To keep myself from doing that I have to be out of my house on sat night - so now I try to book that night out with people. It's worked for a month or so, so maybe something similar might work at your side?
Best of luck - binging is such a beast to manage! :::hugs:::
Now im a daily binger
Up 23 lbs. yet cant seem to control eating. One thing turrns into the whole box.
Ive gone from feeling great to sick stomach, bulging out of my clothes and unhappy. Any advice to get back to healthy ?
have no advises here but i just wanted to chime in saying that I do know what are you talking about since I am in the very same situation. 4 years ago I have achieved my goal, then I went up to 28 lbs and now it is impossible for me to lose them... Just wanted to say that we're both in the same situation.
I will share what has worked for me. I am a very low bottom food addict. I have been binging for years. I started as a child. My life was so unmanageable. Chronic isolation and loneliness were part of my life. I was above 280 lbs.
Overeater's Anonymous was what helped me. I am an addict; much like an alcoholic or drug addict but with food.

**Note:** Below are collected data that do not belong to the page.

//! Node configuration

use crate::error::ConfigError;
use crate::framing::DEFAULT_MAX_FRAME_LEN;
use crate::handshake::MAX_HANDSHAKE_MESSAGE;
use kindred_discovery::DEFAULT_PORT;
use std::borrow::Cow;
use std::time::Duration;

/// Node configuration
#[derive(Debug, Clone, PartialEq, Eq)]
pub struct NodeConfig {
    /// Rendezvous port to listen on. Falls back to an OS-assigned port if
    /// this one cannot be bound.
    pub listen_port: u16,

    /// Announce on our own topic while serving
    pub announce: bool,

    /// Time allowed for each handshake step
    pub handshake_step_timeout: Duration,

    /// Time allowed for the signaling handoff after authentication
    pub signaling_timeout: Duration,

    /// Overall limit for a `dial` call (none waits until cancelled)
    pub dial_timeout: Option<Duration>,

    /// Largest frame accepted on a rendezvous stream
    pub max_frame_len: usize,

    /// Accept authenticated peers that are not in the friend registry
    pub accept_strangers: bool,
}

impl Default for NodeConfig {
    fn default() -> Self {
        Self {
            listen_port: DEFAULT_PORT,
            announce: true,
            handshake_step_timeout: Duration::from_secs(10),
            signaling_timeout: Duration::from_secs(30),
            dial_timeout: None,
            max_frame_len: DEFAULT_MAX_FRAME_LEN,
            accept_strangers: true,
        }
    }
}

impl NodeConfig {
    /// Check that every value is usable.
    ///
    /// # Errors
    ///
    /// Returns [`ConfigError::Invalid`] for a zero timeout or a frame limit
    /// that cannot carry a handshake message.
    pub fn validate(&self) -> Result<(), ConfigError> {
        if self.handshake_step_timeout.is_zero() {
            return Err(ConfigError::Invalid(Cow::Borrowed(
                "handshake_step_timeout must be non-zero",
            )));
        }
        if self.signaling_timeout.is_zero() {
            return Err(ConfigError::Invalid(Cow::Borrowed(
                "signaling_timeout must be non-zero",
            )));
        }
        if self.dial_timeout.is_some_and(|t| t.is_zero()) {
            return Err(ConfigError::Invalid(Cow::Borrowed(
                "dial_timeout must be non-zero when set",
            )));
        }
        if self.max_frame_len < MAX_HANDSHAKE_MESSAGE {
            return Err(ConfigError::Invalid(Cow::Owned(format!(
                "max_frame_len must be at least {MAX_HANDSHAKE_MESSAGE} bytes"
            ))));
        }
        Ok(())
    }
}

#[cfg(test)]
mod tests {
    use super::*;

    #[test]
    fn test_default_config_is_valid() {
        let config = NodeConfig::default();
        assert_eq!(config.listen_port, 3283);
        assert!(config.announce);
        assert!(config.accept_strangers);
        assert_eq!(config.dial_timeout, None);
        assert!(config.validate().is_ok());
    }

    #[test]
    fn test_zero_timeouts_rejected() {
        let config = NodeConfig {
            handshake_step_timeout: Duration::ZERO,
            ..NodeConfig::default()
        };
        assert!(config.validate().is_err());

        let config = NodeConfig {
            signaling_timeout: Duration::ZERO,
            ..NodeConfig::default()
        };
        assert!(config.validate().is_err());

        let config = NodeConfig {
            dial_timeout: Some(Duration::ZERO),
            ..NodeConfig::default()
        };
        assert!(config.validate().is_err());
    }

    #[test]
    fn test_frame_limit_must_fit_handshake() {
        let config = NodeConfig {
            max_frame_len: MAX_HANDSHAKE_MESSAGE - 1,
            ..NodeConfig::default()
        };
        assert!(config.validate().is_err());

        let config = NodeConfig {
            max_frame_len: MAX_HANDSHAKE_MESSAGE,
            ..NodeConfig::default()
        };
        assert!(config.validate().is_ok());
    }
}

I was lucky to have some strong meetings in my area but there are also online and phone meetings. I have lost almost 100 lbs. so far and stopped overeating a year ago. I have about 33 more lbs. to lose and my food plan will be modified slightly when I reach goal.
PM me for more details. This is just what has been working for me. Everyone's path is different. I am a 60 year old lady from New England. My life has completely changed.